▸ **DIRECTIONS FOR THIS TASK**: An exact copy of every record is the expected answer.

━━━ RECORDS FOR THIS EXERCISE ━━━

/// The boundary between a polygon's plate and the first other plate it
/// touches, if it touches one
fn boundary_at(
    polygon: usize,
    context: &ImpactContext,
) -> Option<BoundaryType> {
    let plate = context.plates.plate_of(polygon);
    let other = context
        .adjacency
        .neighbors(polygon)
        .iter()
        .map(|&neighbor| context.plates.plate_of(neighbor))
        .find(|&other| other != plate)?;
    context.boundaries.boundary(plate, other)
}

/// Volcanoes along plate boundaries: stratovolcanoes where plates collide,
/// shield volcanoes along rifts, and the occasional dome on a transform
/// fault
fn place_boundary_volcanoes(
    terrain: &mut ImpactTerrain,
    context: &ImpactContext,
    rng: &mut impl Rng,
) {
    let density = context.settings.volcano_density * BOUNDARY_VOLCANO_SHARE;
    for center in 0..context.polygons.len() {
        if !terrain.is_open(center, true) {
            continue;
        }
        let boundary = match boundary_at(center, context) {
            Some(boundary) => boundary,
            None => continue,
        };
        if rng.gen::<f64>() > density {
            continue;
        }
        let profile = match boundary {
            BoundaryType::Convergent => ImpactProfile::StratoVolcano,
            BoundaryType::Divergent => ImpactProfile::ShieldVolcano,
            BoundaryType::Transform if rng.gen_bool(0.5) => {
                ImpactProfile::DomeVolcano
            }
            BoundaryType::Transform | BoundaryType::Inactive => continue,
        };
        let radius = volcano_radius(profile, rng);
        let feature = ImpactFeature {
            center,
            radius,
            profile,
        };
        terrain.stamp(feature, 1.0, context);
    }
}

/// Volcanoes over mantle hotspots, away from any boundary. These follow
/// their own noise field, so they cluster into volcanic provinces.
fn place_hotspot_volcanoes(
    terrain: &mut ImpactTerrain,
    context: &ImpactContext,
    noise: &Perlin,
    rng: &mut impl Rng,
) {
    let threshold =
        1.0 - context.settings.volcano_density * HOTSPOT_VOLCANO_SHARE;
    for (center, polygon) in context.polygons.iter().enumerate() {
        if !terrain.is_open(center, true)
            || placement_value(noise, polygon, HOTSPOT_NOISE_FREQUENCY)
                <= threshold
        {
            continue;
        }
        let profile = if rng.gen_bool(0.7) {
            ImpactProfile::ShieldVolcano
        } else {
            ImpactProfile::DomeVolcano
        };
        let radius = volcano_radius(profile, rng);
        let feature = ImpactFeature {
            center,
            radius,
            profile,
        };
        terrain.stamp(feature, 1.0, context);
    }
}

━━━

▸ **RESULT OF THE TASK**:
/// The boundary between a polygon's plate and the first other plate it
/// touches, if it touches one
fn boundary_at(
    polygon: usize,
    context: &ImpactContext,
) -> Option<BoundaryType> {
    let plate = context.plates.plate_of(polygon);
    let other = context
        .adjacency
        .neighbors(polygon)
        .iter()
        .map(|&neighbor| context.plates.plate_of(neighbor))
        .find(|&other| other != plate)?;
    context.boundaries.boundary(plate, other)
}

/// Volcanoes along plate boundaries: stratovolcanoes where plates collide,
/// shield volcanoes along rifts, and the occasional dome on a transform
/// fault
fn place_boundary_volcanoes(
    terrain: &mut ImpactTerrain,
    context: &ImpactContext,
    rng: &mut impl Rng,
) {
    let density = context.settings.volcano_density * BOUNDARY_VOLCANO_SHARE;
    for center in 0..context.polygons.len() {
        if !terrain.is_open(center, true) {
            continue;
        }
        let boundary = match boundary_at(center, context) {
            Some(boundary) => boundary,
            None => continue,
        };
        if rng.gen::<f64>() > density {
            continue;
        }
        let profile = match boundary {
            BoundaryType::Convergent => ImpactProfile::StratoVolcano,
            BoundaryType::Divergent => ImpactProfile::ShieldVolcano,
            BoundaryType::Transform if rng.gen_bool(0.5) => {
                ImpactProfile::DomeVolcano
            }
            BoundaryType::Transform | BoundaryType::Inactive => continue,
        };
        let radius = volcano_radius(profile, rng);
        let feature = ImpactFeature {
            center,
            radius,
            profile,
        };
        terrain.stamp(feature, 1.0, context);
    }
}

/// Volcanoes over mantle hotspots, away from any boundary. These follow
/// their own noise field, so they cluster into volcanic provinces.
fn place_hotspot_volcanoes(
    terrain: &mut ImpactTerrain,
    context: &ImpactContext,
    noise: &Perlin,
    rng: &mut impl Rng,
) {
    let threshold =
        1.0 - context.settings.volcano_density * HOTSPOT_VOLCANO_SHARE;
    for (center, polygon) in context.polygons.iter().enumerate() {
        if !terrain.is_open(center, true)
            || placement_value(noise, polygon, HOTSPOT_NOISE_FREQUENCY)
                <= threshold
        {
            continue;
        }
        let profile = if rng.gen_bool(0.7) {
            ImpactProfile::ShieldVolcano
        } else {
            ImpactProfile::DomeVolcano
        };
        let radius = volcano_radius(profile, rng);
        let feature = ImpactFeature {
            center,
            radius,
            profile,
        };
        terrain.stamp(feature, 1.0, context);
    }
}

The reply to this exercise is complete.